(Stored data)
^^^^^^^^^^^^^^^^

//! Per-batch holdings prefetch cache.
//!
//! Rebuilding many bibs in one batch would otherwise issue one holdings
//! query per bib. [`HoldingsCache`] batches those lookups: one query per
//! chunk of home-institution bibs, with the results grouped by the
//! holdings' multi-valued bib-reference field and memoized per bib for the
//! duration of the batch. Partner bibs have no holdings and resolve to an
//! empty list without touching the network.
//!
//! The cache is the only run-scoped shared state in the pipeline: it is
//! built once per batch (each `prefetch` replaces the previous contents)
//! and read many times, so no locking is needed beyond "prefetch before
//! first read" sequencing at the call site.

use crate::error::{IndexerError, Result};
use crate::platform::CatalogApi;
use crate::records::{Bib, Holding};
use futures::future::{BoxFuture, FutureExt, Shared};
use std::collections::HashMap;
use std::sync::Arc;
use tracing::debug;

type SharedHoldings = Shared<BoxFuture<'static, std::result::Result<Vec<Holding>, Arc<IndexerError>>>>;

/// Group holdings by their multi-valued bib-reference field.
fn group_by_bib_id(holdings: Vec<Holding>) -> HashMap<String, Vec<Holding>> {
    let mut grouped: HashMap<String, Vec<Holding>> = HashMap::new();
    for holding in holdings {
        for bib_id in &holding.bib_ids {
            grouped.entry(bib_id.clone()).or_default().push(holding.clone());
        }
    }
    grouped
}

/// Batch-scoped cache of per-bib holdings lookups.
///
/// Create one per pipeline invocation, [`prefetch`](Self::prefetch) it with
/// the batch's bibs, then answer every bib's holdings from
/// [`holdings_for`](Self::holdings_for).
#[derive(Debug, Default)]
pub struct HoldingsCache {
    entries: HashMap<String, SharedHoldings>,
}

impl HoldingsCache {
    /// An empty cache; every lookup falls back to a direct query until
    /// [`prefetch`](Self::prefetch) is called.
    #[must_use]
    pub fn new() -> Self {
        HoldingsCache::default()
    }

    /// Issue batched holdings queries for a batch of bibs.
    ///
    /// Replaces any previous cache contents entirely. Home-institution
    /// bibs are chunked (at most `chunk_size` per query) into shared
    /// deferred fetches; each bib's entry resolves to its own holdings,
    /// extracted from the chunk result. Partner bibs get an
    /// immediately-ready empty entry. Each batched query runs at most
    /// once, no matter how many bibs await it or in what order.
    pub fn prefetch(&mut self, bibs: &[Bib], client: &Arc<dyn CatalogApi>, chunk_size: usize) {
        self.entries.clear();

        let (home, partner): (Vec<&Bib>, Vec<&Bib>) =
            bibs.iter().partition(|bib| !bib.is_partner());

        for bib in partner {
            self.entries.insert(
                bib.source_and_id(),
                futures::future::ready(Ok(Vec::new())).boxed().shared(),
            );
        }

        let chunk_size = chunk_size.max(1);
        for chunk in home.chunks(chunk_size) {
            let ids: Vec<String> = chunk.iter().map(|bib| bib.id.clone()).collect();
            debug!(bibs = ids.len(), "Prefetching holdings for chunk");

            let client = Arc::clone(client);
            let chunk_fetch = async move {
                client
                    .holdings_for_bibs(&ids)
                    .await
                    .map(|holdings| Arc::new(group_by_bib_id(holdings)))
                    .map_err(Arc::new)
            }
            .boxed()
            .shared();

            for bib in chunk {
                let chunk_fetch = chunk_fetch.clone();
                let bib_id = bib.id.clone();
                let entry = async move {
                    let grouped = chunk_fetch.await?;
                    Ok(grouped.get(&bib_id).cloned().unwrap_or_default())
                }
                .boxed()
                .shared();
                self.entries.insert(bib.source_and_id(), entry);
            }
        }
    }

    /// Holdings for one bib: the cached deferred result when present,
    /// otherwise a direct uncached lookup (so the cache also works for
    /// bibs outside the prefetched batch).
    ///
    /// # Errors
    ///
    /// Propagates the underlying catalog API failure.
    pub async fn holdings_for(&self, bib: &Bib, client: &Arc<dyn CatalogApi>) -> Result<Vec<Holding>> {
        match self.entries.get(&bib.source_and_id()) {
            Some(entry) => entry
                .clone()
                .await
                .map_err(|e| IndexerError::Upstream(e.to_string())),
            None => client.holdings_for_bib(bib).await,
        }
    }
}

#[cfg(test)]
mod tests {
    use super::*;
    use crate::records::test_support::{bib, holding};
    use crate::records::Item;
    use async_trait::async_trait;
    use std::sync::atomic::{AtomicUsize, Ordering};

    struct CountingCatalog {
        holdings: Vec<Holding>,
        batched_calls: AtomicUsize,
        single_calls: AtomicUsize,
    }

    impl CountingCatalog {
        fn new(holdings: Vec<Holding>) -> Self {
            CountingCatalog {
                holdings,
                batched_calls: AtomicUsize::new(0),
                single_calls: AtomicUsize::new(0),
            }
        }
    }

    #[async_trait]
    impl CatalogApi for CountingCatalog {
        async fn items_for_bib(&self, _bib: &Bib) -> Result<Vec<Item>> {
            Ok(vec![])
        }

        async fn holdings_for_bib(&self, bib: &Bib) -> Result<Vec<Holding>> {
            self.single_calls.fetch_add(1, Ordering::SeqCst);
            Ok(self
                .holdings
                .iter()
                .filter(|h| h.bib_ids.contains(&bib.id))
                .cloned()
                .collect())
        }

        async fn holdings_for_bibs(&self, bib_ids: &[String]) -> Result<Vec<Holding>> {
            self.batched_calls.fetch_add(1, Ordering::SeqCst);
            Ok(self
                .holdings
                .iter()
                .filter(|h| h.bib_ids.iter().any(|id| bib_ids.contains(id)))
                .cloned()
                .collect())
        }

        async fn bib_by_id(&self, _source: &str, _id: &str) -> Result<Option<Bib>> {
            Ok(None)
        }
    }

    fn catalog(holdings: Vec<Holding>) -> (Arc<CountingCatalog>, Arc<dyn CatalogApi>) {
        let counting = Arc::new(CountingCatalog::new(holdings));
        let as_api: Arc<dyn CatalogApi> = Arc::clone(&counting) as Arc<dyn CatalogApi>;
        (counting, as_api)
    }

    #[tokio::test]
    async fn test_prefetch_groups_by_bib_reference() {
        let (counting, client) = catalog(vec![
            holding("h1", &["100"]),
            holding("h2", &["100", "200"]),
            holding("h3", &["200"]),
        ]);
        let bibs = vec![bib("100", "sierra-nypl", &[]), bib("200", "sierra-nypl", &[])];

        let mut cache = HoldingsCache::new();
        cache.prefetch(&bibs, &client, 25);

        let for_100 = cache.holdings_for(&bibs[0], &client).await.expect("holdings");
        let for_200 = cache.holdings_for(&bibs[1], &client).await.expect("holdings");

        assert_eq!(
            for_100.iter().map(|h| h.id.as_str()).collect::<Vec<_>>(),
            vec!["h1", "h2"]
        );
        assert_eq!(
            for_200.iter().map(|h| h.id.as_str()).collect::<Vec<_>>(),
            vec!["h2", "h3"]
        );
        // One batched query served both bibs; no single-bib fallbacks:
        assert_eq!(counting.batched_calls.load(Ordering::SeqCst), 1);
        assert_eq!(counting.single_calls.load(Ordering::SeqCst), 0);
    }

    #[tokio::test]
    async fn test_partner_bib_resolves_empty_without_network() {
        let (counting, client) = catalog(vec![holding("h1", &["100"])]);
        let partner = bib("100", "recap-pul", &[]);

        let mut cache = HoldingsCache::new();
        cache.prefetch(std::slice::from_ref(&partner), &client, 25);

        let holdings = cache.holdings_for(&partner, &client).await.expect("holdings");
        assert!(holdings.is_empty());
        assert_eq!(counting.batched_calls.load(Ordering::SeqCst), 0);
        assert_eq!(counting.single_calls.load(Ordering::SeqCst), 0);
    }

    #[tokio::test]
    async fn test_chunking_respects_size() {
        let (counting, client) = catalog(vec![]);
        let bibs: Vec<Bib> = (0..60)
            .map(|i| bib(&i.to_string(), "sierra-nypl", &[]))
            .collect();

        let mut cache = HoldingsCache::new();
        cache.prefetch(&bibs, &client, 25);

        // Await every entry to drive all chunk fetches:
        for b in &bibs {
            let _ = cache.holdings_for(b, &client).await.expect("holdings");
        }
        // 60 bibs / 25 per chunk = 3 batched queries:
        assert_eq!(counting.batched_calls.load(Ordering::SeqCst), 3);
    }

    #[tokio::test]
    async fn test_memoized_across_repeated_reads() {
        let (counting, client) = catalog(vec![holding("h1", &["100"])]);
        let b = bib("100", "sierra-nypl", &[]);

        let mut cache = HoldingsCache::new();
        cache.prefetch(std::slice::from_ref(&b), &client, 25);

        for _ in 0..3 {
            let _ = cache.holdings_for(&b, &client).await.expect("holdings");
        }
        assert_eq!(counting.batched_calls.load(Ordering::SeqCst), 1);
    }

    #[tokio::test]
    async fn test_prefetch_replaces_previous_cache() {
        let (counting, client) = catalog(vec![holding("h1", &["100"])]);
        let first = bib("100", "sierra-nypl", &[]);
        let second = bib("200", "sierra-nypl", &[]);

        let mut cache = HoldingsCache::new();
        cache.prefetch(std::slice::from_ref(&first), &client, 25);
        cache.prefetch(std::slice::from_ref(&second), &client, 25);

        // The first bib's slot is gone, so this is an uncached fallback:
        let _ = cache.holdings_for(&first, &client).await.expect("holdings");
        assert_eq!(counting.single_calls.load(Ordering::SeqCst), 1);
    }

    #[tokio::test]
    async fn test_uncached_fallback_without_prefetch() {
        let (counting, client) = catalog(vec![holding("h1", &["100"])]);
        let b = bib("100", "sierra-nypl", &[]);

        let cache = HoldingsCache::new();
        let holdings = cache.holdings_for(&b, &client).await.expect("holdings");

        assert_eq!(holdings.len(), 1);
        assert_eq!(counting.single_calls.load(Ordering::SeqCst), 1);
    }
}
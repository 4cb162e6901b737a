//! Raw catalog record structures.
//!
//! These are the bib, item, and holding payloads as the catalog platform
//! API serves them (camelCase JSON). The pipeline fetches them, enriches
//! them, and hands them to a statement extractor; it never writes them
//! back.

use crate::identifier::is_partner_source;
use serde::{Deserialize, Deserializer, Serialize};
use serde_json::Value;
use std::collections::HashMap;

/// A Sierra location attached to a bib or item.
#[derive(Debug, Clone, PartialEq, Eq, Serialize, Deserialize)]
pub struct Location {
    /// Sierra location code (e.g. `ssj`, `marr2`, `rc2ma`).
    pub code: String,
    /// Human-readable location name.
    #[serde(default, skip_serializing_if = "Option::is_none")]
    pub name: Option<String>,
}

/// One fixed field on a Sierra record, keyed by numeric tag in the wire
/// payload but addressed by label in code.
#[derive(Debug, Clone, PartialEq, Serialize, Deserialize)]
pub struct FixedField {
    /// Field label (e.g. `Item Type`).
    pub label: String,
    /// Field value; numeric in some payloads, string in others.
    #[serde(default)]
    pub value: Option<Value>,
    /// Display form, when distinct from the value.
    #[serde(default, skip_serializing_if = "Option::is_none")]
    pub display: Option<String>,
}

/// A bibliographic record as fetched from the catalog platform.
#[derive(Debug, Clone, PartialEq, Serialize, Deserialize)]
#[serde(rename_all = "camelCase")]
pub struct Bib {
    /// Record id without prefix or check digit (e.g. `10010064`).
    pub id: String,
    /// Institution source tag (e.g. `sierra-nypl`, `recap-pul`).
    pub nypl_source: String,
    /// Locations holding this bib.
    #[serde(default)]
    pub locations: Vec<Location>,
    /// Whether the record has been deleted upstream. Deleted bibs flow
    /// through assembly and surface as suppressed documents.
    #[serde(default)]
    pub deleted: bool,
    /// Remaining record fields, passed through to the statement extractor.
    #[serde(flatten)]
    pub rest: HashMap<String, Value>,
}

impl Bib {
    /// Whether this bib is owned by a partner institution.
    #[must_use]
    pub fn is_partner(&self) -> bool {
        is_partner_source(&self.nypl_source)
    }

    /// `"{source}/{id}"`, the form used for cache keys and log lines.
    #[must_use]
    pub fn source_and_id(&self) -> String {
        format!("{}/{}", self.nypl_source, self.id)
    }
}

/// An item record as fetched from the catalog platform.
#[derive(Debug, Clone, PartialEq, Serialize, Deserialize)]
#[serde(rename_all = "camelCase")]
pub struct Item {
    /// Record id without prefix or check digit.
    pub id: String,
    /// Institution source tag.
    pub nypl_source: String,
    /// Ids of the bibs this item belongs to.
    #[serde(default, deserialize_with = "ids_as_strings")]
    pub bib_ids: Vec<String>,
    /// The item's physical location, if any.
    #[serde(default, skip_serializing_if = "Option::is_none")]
    pub location: Option<Location>,
    /// Sierra fixed fields, keyed by numeric tag.
    #[serde(default)]
    pub fixed_fields: HashMap<String, FixedField>,
    /// Off-site storage customer code, attached by recap enrichment; never
    /// present in the upstream payload.
    #[serde(default, skip_serializing_if = "Option::is_none")]
    pub recap_customer_code: Option<String>,
    /// Remaining record fields, passed through to the statement extractor.
    #[serde(flatten)]
    pub rest: HashMap<String, Value>,
}

impl Item {
    /// Whether this item is owned by a partner institution.
    #[must_use]
    pub fn is_partner(&self) -> bool {
        is_partner_source(&self.nypl_source)
    }

    /// Look up a fixed field by label (e.g. `fixed("Item Type")`),
    /// returning its value as a string.
    #[must_use]
    pub fn fixed(&self, label: &str) -> Option<String> {
        let field = self.fixed_fields.values().find(|f| f.label == label)?;
        match field.value.as_ref()? {
            Value::String(s) => Some(s.clone()),
            Value::Number(n) => Some(n.to_string()),
            _ => None,
        }
    }
}

/// A holdings record as fetched from the catalog platform.
///
/// Holdings are only tracked for the home institution; the bib reference
/// field is multi-valued.
#[derive(Debug, Clone, PartialEq, Serialize, Deserialize)]
#[serde(rename_all = "camelCase")]
pub struct Holding {
    /// Record id without prefix.
    pub id: String,
    /// Ids of the bibs this holding describes.
    #[serde(default, deserialize_with = "ids_as_strings")]
    pub bib_ids: Vec<String>,
    /// Remaining record fields, passed through to the statement extractor.
    #[serde(flatten)]
    pub rest: HashMap<String, Value>,
}

/// A bib together with its fetched children, the unit that flows through
/// enrichment and assembly.
#[derive(Debug, Clone, PartialEq)]
pub struct BibBundle {
    /// The bib record.
    pub bib: Bib,
    /// The bib's items, already filtered to research items.
    pub items: Vec<Item>,
    /// The bib's holdings.
    pub holdings: Vec<Holding>,
}

/// Deserialize an id list whose elements may arrive as JSON numbers or
/// strings, normalizing to strings.
fn ids_as_strings<'de, D>(deserializer: D) -> Result<Vec<String>, D::Error>
where
    D: Deserializer<'de>,
{
    let raw: Vec<Value> = Vec::deserialize(deserializer)?;
    raw.into_iter()
        .map(|v| match v {
            Value::String(s) => Ok(s),
            Value::Number(n) => Ok(n.to_string()),
            other => Err(serde::de::Error::custom(format!(
                "expected string or number id, got {other}"
            ))),
        })
        .collect()
}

^^^^^^^^^^^^^^^^

• _Exercise instructions_: Please find all lines of the entries that hold the string "format" and copy them.

• _Answer box_:
        format!("{}/{}", self.nypl_source, self.id)
            other => Err(serde::de::Error::custom(format!(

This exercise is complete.